_Task goal_.
The entries below should be output exactly as written.
__________
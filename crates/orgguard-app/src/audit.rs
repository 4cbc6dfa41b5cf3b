//! The `audit` use case: resolve entities, run every configured policy, aggregate the result.

use crate::progress::{AuditProgress, ProgressSink};
use crate::resolver::{AuditResolvers, EntityResolver, SelectionOptions};
use anyhow::anyhow;
use orgguard_domain::accepted_risks::AcceptedRiskTree;
use orgguard_domain::lookup::{NoOrgLookup, OrgLookup};
use orgguard_domain::model::{
    ResolvedConnectedApp, ResolvedPermissionSet, ResolvedProfile, ResolvedUser,
};
use orgguard_domain::policy::AuditRunConfig;
use orgguard_domain::rules::catalog;
use orgguard_domain::rules::{RuleRegistry, RuleResolver, SettingsRuleRegistry};
use orgguard_domain::{PolicyRun, run_policy};
use orgguard_settings::ValidatedConfig;
use orgguard_types::{
    AuditPolicyResult, AuditRunResult, DependencyViolation, PolicyKind, SCHEMA_AUDIT_RESULT_V1,
};
use std::collections::BTreeMap;
use std::sync::Arc;
use thiserror::Error;
use time::OffsetDateTime;
use tracing::{debug, info, warn};

#[derive(Debug, Error)]
pub enum AuditError {
    /// Entities of a policy could not be resolved; no partial result is produced.
    #[error("failed to resolve {policy} entities: {source}")]
    Resolution {
        policy: PolicyKind,
        #[source]
        source: anyhow::Error,
    },
}

/// Rule registries, one per entity type.
pub struct AuditRegistries {
    pub profiles: RuleRegistry<ResolvedProfile>,
    pub permission_sets: RuleRegistry<ResolvedPermissionSet>,
    pub users: RuleRegistry<ResolvedUser>,
    pub connected_apps: RuleRegistry<ResolvedConnectedApp>,
    pub settings: SettingsRuleRegistry,
}

impl Default for AuditRegistries {
    /// Registries holding every built-in rule.
    fn default() -> Self {
        Self {
            profiles: catalog::profiles_registry(),
            permission_sets: catalog::permission_sets_registry(),
            users: catalog::users_registry(),
            connected_apps: catalog::connected_apps_registry(),
            settings: catalog::settings_registry(),
        }
    }
}

/// Input for the audit use case.
pub struct AuditInput {
    /// Validated configuration, read-only for the whole run.
    pub config: Arc<AuditRunConfig>,
    /// Policies dropped during validation; reported as structural errors.
    pub dependency_violations: Vec<DependencyViolation>,
    pub accepted_risks: AcceptedRiskTree,
    pub resolvers: AuditResolvers,
    pub registries: AuditRegistries,
    pub org: Arc<dyn OrgLookup>,
    pub progress: ProgressSink,
}

impl AuditInput {
    pub fn new(validated: ValidatedConfig, resolvers: AuditResolvers) -> Self {
        Self {
            config: Arc::new(validated.config),
            dependency_violations: validated.dependency_violations,
            accepted_risks: AcceptedRiskTree::new(),
            resolvers,
            registries: AuditRegistries::default(),
            org: Arc::new(NoOrgLookup),
            progress: ProgressSink::none(),
        }
    }

    pub fn with_accepted_risks(mut self, accepted_risks: AcceptedRiskTree) -> Self {
        self.accepted_risks = accepted_risks;
        self
    }

    pub fn with_org(mut self, org: Arc<dyn OrgLookup>) -> Self {
        self.org = org;
        self
    }

    pub fn with_progress(mut self, progress: ProgressSink) -> Self {
        self.progress = progress;
        self
    }

    pub fn with_registries(mut self, registries: AuditRegistries) -> Self {
        self.registries = registries;
        self
    }
}

/// Run the audit use case with the current time as the reference time.
pub async fn run_audit(input: AuditInput) -> Result<AuditRunResult, AuditError> {
    run_audit_at(input, OffsetDateTime::now_utc()).await
}

/// Run the audit use case with an explicit reference time for time-based rules.
pub async fn run_audit_at(
    input: AuditInput,
    now: OffsetDateTime,
) -> Result<AuditRunResult, AuditError> {
    let started_at = OffsetDateTime::now_utc();
    info!(
        policies = input.config.policies.len(),
        structural_errors = input.dependency_violations.len(),
        "audit run started"
    );

    let mut structural_errors = input.dependency_violations.clone();
    structural_errors.sort();
    for violation in &structural_errors {
        warn!(
            policy = %violation.policy,
            code = %violation.code,
            "policy excluded: {}",
            violation.message
        );
    }

    let mut policies = BTreeMap::new();
    for kind in PolicyKind::ALL {
        if input.config.policy(kind).is_none() {
            continue;
        }
        let result = match kind {
            PolicyKind::Profiles => {
                let resolver = input.resolvers.profiles.as_deref();
                audit_policy(&input, kind, resolver, &input.registries.profiles, now).await?
            }
            PolicyKind::PermissionSets => {
                let resolver = input.resolvers.permission_sets.as_deref();
                audit_policy(&input, kind, resolver, &input.registries.permission_sets, now)
                    .await?
            }
            PolicyKind::Users => {
                let resolver = input.resolvers.users.as_deref();
                audit_policy(&input, kind, resolver, &input.registries.users, now).await?
            }
            PolicyKind::ConnectedApps => {
                let resolver = input.resolvers.connected_apps.as_deref();
                audit_policy(&input, kind, resolver, &input.registries.connected_apps, now)
                    .await?
            }
            PolicyKind::Settings => {
                let resolver = input.resolvers.settings.as_deref();
                audit_policy(&input, kind, resolver, &input.registries.settings, now).await?
            }
        };
        policies.insert(kind, result);
    }

    // A policy excluded during validation fails the run.
    let is_compliant =
        structural_errors.is_empty() && policies.values().all(|p| p.is_compliant);
    let finished_at = OffsetDateTime::now_utc();
    info!(is_compliant, "audit run finished");

    Ok(AuditRunResult {
        schema: SCHEMA_AUDIT_RESULT_V1.to_string(),
        is_compliant,
        started_at,
        finished_at,
        policies,
        structural_errors,
    })
}

async fn audit_policy<E: Send + Sync>(
    input: &AuditInput,
    kind: PolicyKind,
    resolver: Option<&dyn EntityResolver<E>>,
    rules: &dyn RuleResolver<E>,
    now: OffsetDateTime,
) -> Result<AuditPolicyResult, AuditError> {
    if !input.config.policy(kind).is_some_and(|p| p.enabled) {
        debug!(policy = %kind, "policy disabled");
        return Ok(AuditPolicyResult::disabled());
    }

    info!(policy = %kind, "policy started");
    input
        .progress
        .notify(AuditProgress::PolicyStarted { policy: kind });

    let resolver = resolver.ok_or_else(|| AuditError::Resolution {
        policy: kind,
        source: anyhow!("no entity resolver configured"),
    })?;
    let selection = SelectionOptions::for_policy(&input.config, kind);
    let entities = resolver
        .resolve(&selection, &input.progress.for_policy(kind))
        .await
        .map_err(|source| AuditError::Resolution {
            policy: kind,
            source,
        })?;
    debug!(policy = %kind, entities = entities.len(), "entities resolved");

    let result = run_policy(PolicyRun {
        kind,
        config: &input.config,
        entities: &entities,
        rules,
        accepted_risks: &input.accepted_risks,
        org: input.org.as_ref(),
        now,
    })
    .await;

    info!(
        policy = %kind,
        is_compliant = result.is_compliant,
        violations = result.violation_count(),
        "policy finished"
    );
    input.progress.notify(AuditProgress::PolicyFinished {
        policy: kind,
        is_compliant: result.is_compliant,
    });
    Ok(result)
}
__________
_Reply_.
filename crates/orgguard-app/src/audit.rs
repository 4cbc6dfa41b5cf3b
//! The `audit` use case: resolve entities, run every configured policy, aggregate the result.

use crate::progress::{AuditProgress, ProgressSink};
use crate::resolver::{AuditResolvers, EntityResolver, SelectionOptions};
use anyhow::anyhow;
use orgguard_domain::accepted_risks::AcceptedRiskTree;
use orgguard_domain::lookup::{NoOrgLookup, OrgLookup};
use orgguard_domain::model::{
    ResolvedConnectedApp, ResolvedPermissionSet, ResolvedProfile, ResolvedUser,
};
use orgguard_domain::policy::AuditRunConfig;
use orgguard_domain::rules::catalog;
use orgguard_domain::rules::{RuleRegistry, RuleResolver, SettingsRuleRegistry};
use orgguard_domain::{PolicyRun, run_policy};
use orgguard_settings::ValidatedConfig;
use orgguard_types::{
    AuditPolicyResult, AuditRunResult, DependencyViolation, PolicyKind, SCHEMA_AUDIT_RESULT_V1,
};
use std::collections::BTreeMap;
use std::sync::Arc;
use thiserror::Error;
use time::OffsetDateTime;
use tracing::{debug, info, warn};

#[derive(Debug, Error)]
pub enum AuditError {
    /// Entities of a policy could not be resolved; no partial result is produced.
    #[error("failed to resolve {policy} entities: {source}")]
    Resolution {
        policy: PolicyKind,
        #[source]
        source: anyhow::Error,
    },
}

/// Rule registries, one per entity type.
pub struct AuditRegistries {
    pub profiles: RuleRegistry<ResolvedProfile>,
    pub permission_sets: RuleRegistry<ResolvedPermissionSet>,
    pub users: RuleRegistry<ResolvedUser>,
    pub connected_apps: RuleRegistry<ResolvedConnectedApp>,
    pub settings: SettingsRuleRegistry,
}

impl Default for AuditRegistries {
    /// Registries holding every built-in rule.
    fn default() -> Self {
        Self {
            profiles: catalog::profiles_registry(),
            permission_sets: catalog::permission_sets_registry(),
            users: catalog::users_registry(),
            connected_apps: catalog::connected_apps_registry(),
            settings: catalog::settings_registry(),
        }
    }
}

/// Input for the audit use case.
pub struct AuditInput {
    /// Validated configuration, read-only for the whole run.
    pub config: Arc<AuditRunConfig>,
    /// Policies dropped during validation; reported as structural errors.
    pub dependency_violations: Vec<DependencyViolation>,
    pub accepted_risks: AcceptedRiskTree,
    pub resolvers: AuditResolvers,
    pub registries: AuditRegistries,
    pub org: Arc<dyn OrgLookup>,
    pub progress: ProgressSink,
}

impl AuditInput {
    pub fn new(validated: ValidatedConfig, resolvers: AuditResolvers) -> Self {
        Self {
            config: Arc::new(validated.config),
            dependency_violations: validated.dependency_violations,
            accepted_risks: AcceptedRiskTree::new(),
            resolvers,
            registries: AuditRegistries::default(),
            org: Arc::new(NoOrgLookup),
            progress: ProgressSink::none(),
        }
    }

    pub fn with_accepted_risks(mut self, accepted_risks: AcceptedRiskTree) -> Self {
        self.accepted_risks = accepted_risks;
        self
    }

    pub fn with_org(mut self, org: Arc<dyn OrgLookup>) -> Self {
        self.org = org;
        self
    }

    pub fn with_progress(mut self, progress: ProgressSink) -> Self {
        self.progress = progress;
        self
    }

    pub fn with_registries(mut self, registries: AuditRegistries) -> Self {
        self.registries = registries;
        self
    }
}

/// Run the audit use case with the current time as the reference time.
pub async fn run_audit(input: AuditInput) -> Result<AuditRunResult, AuditError> {
    run_audit_at(input, OffsetDateTime::now_utc()).await
}

/// Run the audit use case with an explicit reference time for time-based rules.
pub async fn run_audit_at(
    input: AuditInput,
    now: OffsetDateTime,
) -> Result<AuditRunResult, AuditError> {
    let started_at = OffsetDateTime::now_utc();
    info!(
        policies = input.config.policies.len(),
        structural_errors = input.dependency_violations.len(),
        "audit run started"
    );

    let mut structural_errors = input.dependency_violations.clone();
    structural_errors.sort();
    for violation in &structural_errors {
        warn!(
            policy = %violation.policy,
            code = %violation.code,
            "policy excluded: {}",
            violation.message
        );
    }

    let mut policies = BTreeMap::new();
    for kind in PolicyKind::ALL {
        if input.config.policy(kind).is_none() {
            continue;
        }
        let result = match kind {
            PolicyKind::Profiles => {
                let resolver = input.resolvers.profiles.as_deref();
                audit_policy(&input, kind, resolver, &input.registries.profiles, now).await?
            }
            PolicyKind::PermissionSets => {
                let resolver = input.resolvers.permission_sets.as_deref();
                audit_policy(&input, kind, resolver, &input.registries.permission_sets, now)
                    .await?
            }
            PolicyKind::Users => {
                let resolver = input.resolvers.users.as_deref();
                audit_policy(&input, kind, resolver, &input.registries.users, now).await?
            }
            PolicyKind::ConnectedApps => {
                let resolver = input.resolvers.connected_apps.as_deref();
                audit_policy(&input, kind, resolver, &input.registries.connected_apps, now)
                    .await?
            }
            PolicyKind::Settings => {
                let resolver = input.resolvers.settings.as_deref();
                audit_policy(&input, kind, resolver, &input.registries.settings, now).await?
            }
        };
        policies.insert(kind, result);
    }

    // A policy excluded during validation fails the run.
    let is_compliant =
        structural_errors.is_empty() && policies.values().all(|p| p.is_compliant);
    let finished_at = OffsetDateTime::now_utc();
    info!(is_compliant, "audit run finished");

    Ok(AuditRunResult {
        schema: SCHEMA_AUDIT_RESULT_V1.to_string(),
        is_compliant,
        started_at,
        finished_at,
        policies,
        structural_errors,
    })
}

async fn audit_policy<E: Send + Sync>(
    input: &AuditInput,
    kind: PolicyKind,
    resolver: Option<&dyn EntityResolver<E>>,
    rules: &dyn RuleResolver<E>,
    now: OffsetDateTime,
) -> Result<AuditPolicyResult, AuditError> {
    if !input.config.policy(kind).is_some_and(|p| p.enabled) {
        debug!(policy = %kind, "policy disabled");
        return Ok(AuditPolicyResult::disabled());
    }

    info!(policy = %kind, "policy started");
    input
        .progress
        .notify(AuditProgress::PolicyStarted { policy: kind });

    let resolver = resolver.ok_or_else(|| AuditError::Resolution {
        policy: kind,
        source: anyhow!("no entity resolver configured"),
    })?;
    let selection = SelectionOptions::for_policy(&input.config, kind);
    let entities = resolver
        .resolve(&selection, &input.progress.for_policy(kind))
        .await
        .map_err(|source| AuditError::Resolution {
            policy: kind,
            source,
        })?;
    debug!(policy = %kind, entities = entities.len(), "entities resolved");

    let result = run_policy(PolicyRun {
        kind,
        config: &input.config,
        entities: &entities,
        rules,
        accepted_risks: &input.accepted_risks,
        org: input.org.as_ref(),
        now,
    })
    .await;

    info!(
        policy = %kind,
        is_compliant = result.is_compliant,
        violations = result.violation_count(),
        "policy finished"
    );
    input.progress.notify(AuditProgress::PolicyFinished {
        policy: kind,
        is_compliant: result.is_compliant,
    });
    Ok(result)
}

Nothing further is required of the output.